━━━ MATERIAL FOR THE TASK
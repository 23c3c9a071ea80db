//! Action dispatcher (C9): outbound client role used by the operator
//! façade. Connects to a device's listener, performs the client-side
//! handshake, sends one command, and returns the first REGULAR reply.

use std::{
    sync::atomic::{AtomicU16, Ordering},
    time::Duration,
};

use bytes::{Buf, Bytes, BytesMut};
use mowerlink_core::{Environment, Handshake, HandshakeAction, handshake::HOP_TIMEOUT};
use mowerlink_proto::{
    application, frame, presentation,
    session::{self, MessageType},
};
use tokio::{
    io::{AsyncReadExt, AsyncWriteExt},
    net::TcpStream,
};

use crate::error::DispatchError;

/// TCP connect budget.
pub const CONNECT_TIMEOUT: Duration = Duration::from_secs(10);
/// Total budget for the client-side handshake to complete.
pub const HANDSHAKE_TIMEOUT: Duration = Duration::from_secs(5);
/// Budget for the first REGULAR reply to arrive after a command is sent.
pub const RESPONSE_TIMEOUT: Duration = Duration::from_secs(5);
/// Delay between shutting down the write half and dropping the socket.
pub const GRACEFUL_CLOSE_DELAY: Duration = Duration::from_millis(50);

/// The device's reply to a dispatched command.
#[derive(Debug, Clone, PartialEq, Eq)]
pub struct DispatchReply {
    /// IIN echoed from the request.
    pub iin: u16,
    /// Response command byte.
    pub command: u8,
    /// Response body.
    pub body: Vec<u8>,
}

/// Sends one command to one device listener and returns its reply.
///
/// `Clone + Send + Sync`: a single dispatcher is expected to be shared
/// across concurrent operator requests. The IIN counter is atomic so
/// concurrent dispatches never reuse an IIN.
pub struct Dispatcher<E: Environment> {
    env: E,
    next_iin: AtomicU16,
}

impl<E: Environment> Dispatcher<E> {
    /// Build a dispatcher. The IIN counter starts at 1.
    #[must_use]
    pub fn new(env: E) -> Self {
        Self { env, next_iin: AtomicU16::new(1) }
    }

    /// Connect to `127.0.0.1:port`, authenticate, send `command`/`body`,
    /// and return the peer's first REGULAR reply.
    pub async fn dispatch(
        &self,
        port: u16,
        command: u8,
        body: &[u8],
    ) -> Result<DispatchReply, DispatchError> {
        tracing::debug!(port, command, "dispatching command to device");

        let mut socket = tokio::time::timeout(CONNECT_TIMEOUT, TcpStream::connect(("127.0.0.1", port)))
            .await
            .map_err(|_| DispatchError::ConnectTimeout)??;

        let shared_secret =
            tokio::time::timeout(HANDSHAKE_TIMEOUT, self.run_handshake(&mut socket))
                .await
                .map_err(|_| {
                    tracing::warn!(port, "handshake timed out dispatching to device");
                    DispatchError::Handshake(mowerlink_core::HandshakeError::AuthTimeout {
                        elapsed: HANDSHAKE_TIMEOUT,
                    })
                })??;

        let reply = tokio::time::timeout(
            RESPONSE_TIMEOUT,
            self.send_command(&mut socket, shared_secret, command, body),
        )
        .await
        .map_err(|_| {
            tracing::warn!(port, "timed out awaiting device reply");
            DispatchError::ResponseTimeout
        })??;

        let _ = socket.shutdown().await;
        tokio::time::sleep(GRACEFUL_CLOSE_DELAY).await;

        Ok(reply)
    }

    async fn run_handshake(&self, socket: &mut TcpStream) -> Result<u32, DispatchError> {
        let (mut handshake, actions) = Handshake::start_client(self.env.clone(), self.env.now());
        send_actions(socket, actions).await?;

        loop {
            let frame_payload = read_frame(socket, HOP_TIMEOUT).await?;
            let msg = session::unpack(&frame_payload)?;
            let actions = handshake.handle_session(&msg, self.env.now())?;
            send_actions(socket, actions).await?;

            if handshake.is_authenticated() {
                return Ok(handshake.shared_secret().expect("authenticated handshake has a shared secret"));
            }
        }
    }

    async fn send_command(
        &self,
        socket: &mut TcpStream,
        shared_secret: u32,
        command: u8,
        body: &[u8],
    ) -> Result<DispatchReply, DispatchError> {
        let iin = self.next_iin.fetch_add(1, Ordering::Relaxed);
        let app = application::pack(command, body);
        let pres = presentation::pack(iin, &app);
        let hmac = mowerlink_crypto::mac(shared_secret, &pres);

        send_session(socket, MessageType::Regular.tag(), &pres, hmac).await?;

        loop {
            let frame_payload = read_frame(socket, RESPONSE_TIMEOUT).await?;
            let msg = session::unpack(&frame_payload)?;
            if msg.msg_type == MessageType::Regular.tag() {
                let pres = presentation::unpack(&msg.body)?;
                let app = application::unpack(&pres.body)?;
                return Ok(DispatchReply { iin: pres.iin, command: app.command, body: app.body.to_vec() });
            }
        }
    }
}

async fn send_actions(
    socket: &mut TcpStream,
    actions: Vec<HandshakeAction>,
) -> Result<(), DispatchError> {
    for action in actions {
        match action {
            HandshakeAction::SendSession { msg_type, body, hmac } => {
                send_session(socket, msg_type, &body, hmac).await?;
            },
            HandshakeAction::Close { .. } => {
                return Err(DispatchError::Handshake(mowerlink_core::HandshakeError::VerifyFailed));
            },
        }
    }
    Ok(())
}

async fn send_session(
    socket: &mut TcpStream,
    msg_type: u8,
    body: &[u8],
    hmac: u32,
) -> Result<(), DispatchError> {
    let session_bytes = session::pack(msg_type, body, hmac);
    let frame_bytes = frame::encode(&session_bytes)?;
    socket.write_all(&frame_bytes).await?;
    Ok(())
}

/// Read bytes from `socket` until one complete frame decodes, bounded by
/// `budget`.
async fn read_frame(socket: &mut TcpStream, budget: Duration) -> Result<Bytes, DispatchError> {
    tokio::time::timeout(budget, async {
        let mut buf = BytesMut::with_capacity(256);
        loop {
            match frame::decode(&buf) {
                Ok(frame::DecodeOutcome::Frame { payload, consumed }) => {
                    buf.advance(consumed);
                    return Ok(payload);
                },
                Ok(frame::DecodeOutcome::Incomplete) => {},
                Err(e) => return Err(DispatchError::Protocol(e)),
            }

            let mut tmp = [0u8; 256];
            let n = socket.read(&mut tmp).await?;
            if n == 0 {
                return Err(DispatchError::Io(std::io::Error::new(
                    std::io::ErrorKind::UnexpectedEof,
                    "peer closed connection",
                )));
            }
            buf.extend_from_slice(&tmp[..n]);
        }
    })
    .await
    .map_err(|_| DispatchError::ResponseTimeout)?
}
━━━━━━
## PROMPT
Each of the records is to be written out again without alteration.

## TASK RESULT
repository 23c3c9a071ea80db
//! Action dispatcher (C9): outbound client role used by the operator
//! façade. Connects to a device's listener, performs the client-side
//! handshake, sends one command, and returns the first REGULAR reply.

use std::{
    sync::atomic::{AtomicU16, Ordering},
    time::Duration,
};

use bytes::{Buf, Bytes, BytesMut};
use mowerlink_core::{Environment, Handshake, HandshakeAction, handshake::HOP_TIMEOUT};
use mowerlink_proto::{
    application, frame, presentation,
    session::{self, MessageType},
};
use tokio::{
    io::{AsyncReadExt, AsyncWriteExt},
    net::TcpStream,
};

use crate::error::DispatchError;

/// TCP connect budget.
pub const CONNECT_TIMEOUT: Duration = Duration::from_secs(10);
/// Total budget for the client-side handshake to complete.
pub const HANDSHAKE_TIMEOUT: Duration = Duration::from_secs(5);
/// Budget for the first REGULAR reply to arrive after a command is sent.
pub const RESPONSE_TIMEOUT: Duration = Duration::from_secs(5);
/// Delay between shutting down the write half and dropping the socket.
pub const GRACEFUL_CLOSE_DELAY: Duration = Duration::from_millis(50);

/// The device's reply to a dispatched command.
#[derive(Debug, Clone, PartialEq, Eq)]
pub struct DispatchReply {
    /// IIN echoed from the request.
    pub iin: u16,
    /// Response command byte.
    pub command: u8,
    /// Response body.
    pub body: Vec<u8>,
}

/// Sends one command to one device listener and returns its reply.
///
/// `Clone + Send + Sync`: a single dispatcher is expected to be shared
/// across concurrent operator requests. The IIN counter is atomic so
/// concurrent dispatches never reuse an IIN.
pub struct Dispatcher<E: Environment> {
    env: E,
    next_iin: AtomicU16,
}

impl<E: Environment> Dispatcher<E> {
    /// Build a dispatcher. The IIN counter starts at 1.
    #[must_use]
    pub fn new(env: E) -> Self {
        Self { env, next_iin: AtomicU16::new(1) }
    }

    /// Connect to `127.0.0.1:port`, authenticate, send `command`/`body`,
    /// and return the peer's first REGULAR reply.
    pub async fn dispatch(
        &self,
        port: u16,
        command: u8,
        body: &[u8],
    ) -> Result<DispatchReply, DispatchError> {
        tracing::debug!(port, command, "dispatching command to device");

        let mut socket = tokio::time::timeout(CONNECT_TIMEOUT, TcpStream::connect(("127.0.0.1", port)))
            .await
            .map_err(|_| DispatchError::ConnectTimeout)??;

        let shared_secret =
            tokio::time::timeout(HANDSHAKE_TIMEOUT, self.run_handshake(&mut socket))
                .await
                .map_err(|_| {
                    tracing::warn!(port, "handshake timed out dispatching to device");
                    DispatchError::Handshake(mowerlink_core::HandshakeError::AuthTimeout {
                        elapsed: HANDSHAKE_TIMEOUT,
                    })
                })??;

        let reply = tokio::time::timeout(
            RESPONSE_TIMEOUT,
            self.send_command(&mut socket, shared_secret, command, body),
        )
        .await
        .map_err(|_| {
            tracing::warn!(port, "timed out awaiting device reply");
            DispatchError::ResponseTimeout
        })??;

        let _ = socket.shutdown().await;
        tokio::time::sleep(GRACEFUL_CLOSE_DELAY).await;

        Ok(reply)
    }

    async fn run_handshake(&self, socket: &mut TcpStream) -> Result<u32, DispatchError> {
        let (mut handshake, actions) = Handshake::start_client(self.env.clone(), self.env.now());
        send_actions(socket, actions).await?;

        loop {
            let frame_payload = read_frame(socket, HOP_TIMEOUT).await?;
            let msg = session::unpack(&frame_payload)?;
            let actions = handshake.handle_session(&msg, self.env.now())?;
            send_actions(socket, actions).await?;

            if handshake.is_authenticated() {
                return Ok(handshake.shared_secret().expect("authenticated handshake has a shared secret"));
            }
        }
    }

    async fn send_command(
        &self,
        socket: &mut TcpStream,
        shared_secret: u32,
        command: u8,
        body: &[u8],
    ) -> Result<DispatchReply, DispatchError> {
        let iin = self.next_iin.fetch_add(1, Ordering::Relaxed);
        let app = application::pack(command, body);
        let pres = presentation::pack(iin, &app);
        let hmac = mowerlink_crypto::mac(shared_secret, &pres);

        send_session(socket, MessageType::Regular.tag(), &pres, hmac).await?;

        loop {
            let frame_payload = read_frame(socket, RESPONSE_TIMEOUT).await?;
            let msg = session::unpack(&frame_payload)?;
            if msg.msg_type == MessageType::Regular.tag() {
                let pres = presentation::unpack(&msg.body)?;
                let app = application::unpack(&pres.body)?;
                return Ok(DispatchReply { iin: pres.iin, command: app.command, body: app.body.to_vec() });
            }
        }
    }
}

async fn send_actions(
    socket: &mut TcpStream,
    actions: Vec<HandshakeAction>,
) -> Result<(), DispatchError> {
    for action in actions {
        match action {
            HandshakeAction::SendSession { msg_type, body, hmac } => {
                send_session(socket, msg_type, &body, hmac).await?;
            },
            HandshakeAction::Close { .. } => {
                return Err(DispatchError::Handshake(mowerlink_core::HandshakeError::VerifyFailed));
            },
        }
    }
    Ok(())
}

async fn send_session(
    socket: &mut TcpStream,
    msg_type: u8,
    body: &[u8],
    hmac: u32,
) -> Result<(), DispatchError> {
    let session_bytes = session::pack(msg_type, body, hmac);
    let frame_bytes = frame::encode(&session_bytes)?;
    socket.write_all(&frame_bytes).await?;
    Ok(())
}

/// Read bytes from `socket` until one complete frame decodes, bounded by
/// `budget`.
async fn read_frame(socket: &mut TcpStream, budget: Duration) -> Result<Bytes, DispatchError> {
    tokio::time::timeout(budget, async {
        let mut buf = BytesMut::with_capacity(256);
        loop {
            match frame::decode(&buf) {
                Ok(frame::DecodeOutcome::Frame { payload, consumed }) => {
                    buf.advance(consumed);
                    return Ok(payload);
                },
                Ok(frame::DecodeOutcome::Incomplete) => {},
                Err(e) => return Err(DispatchError::Protocol(e)),
            }

            let mut tmp = [0u8; 256];
            let n = socket.read(&mut tmp).await?;
            if n == 0 {
                return Err(DispatchError::Io(std::io::Error::new(
                    std::io::ErrorKind::UnexpectedEof,
                    "peer closed connection",
                )));
            }
            buf.extend_from_slice(&tmp[..n]);
        }
    })
    .await
    .map_err(|_| DispatchError::ResponseTimeout)?
}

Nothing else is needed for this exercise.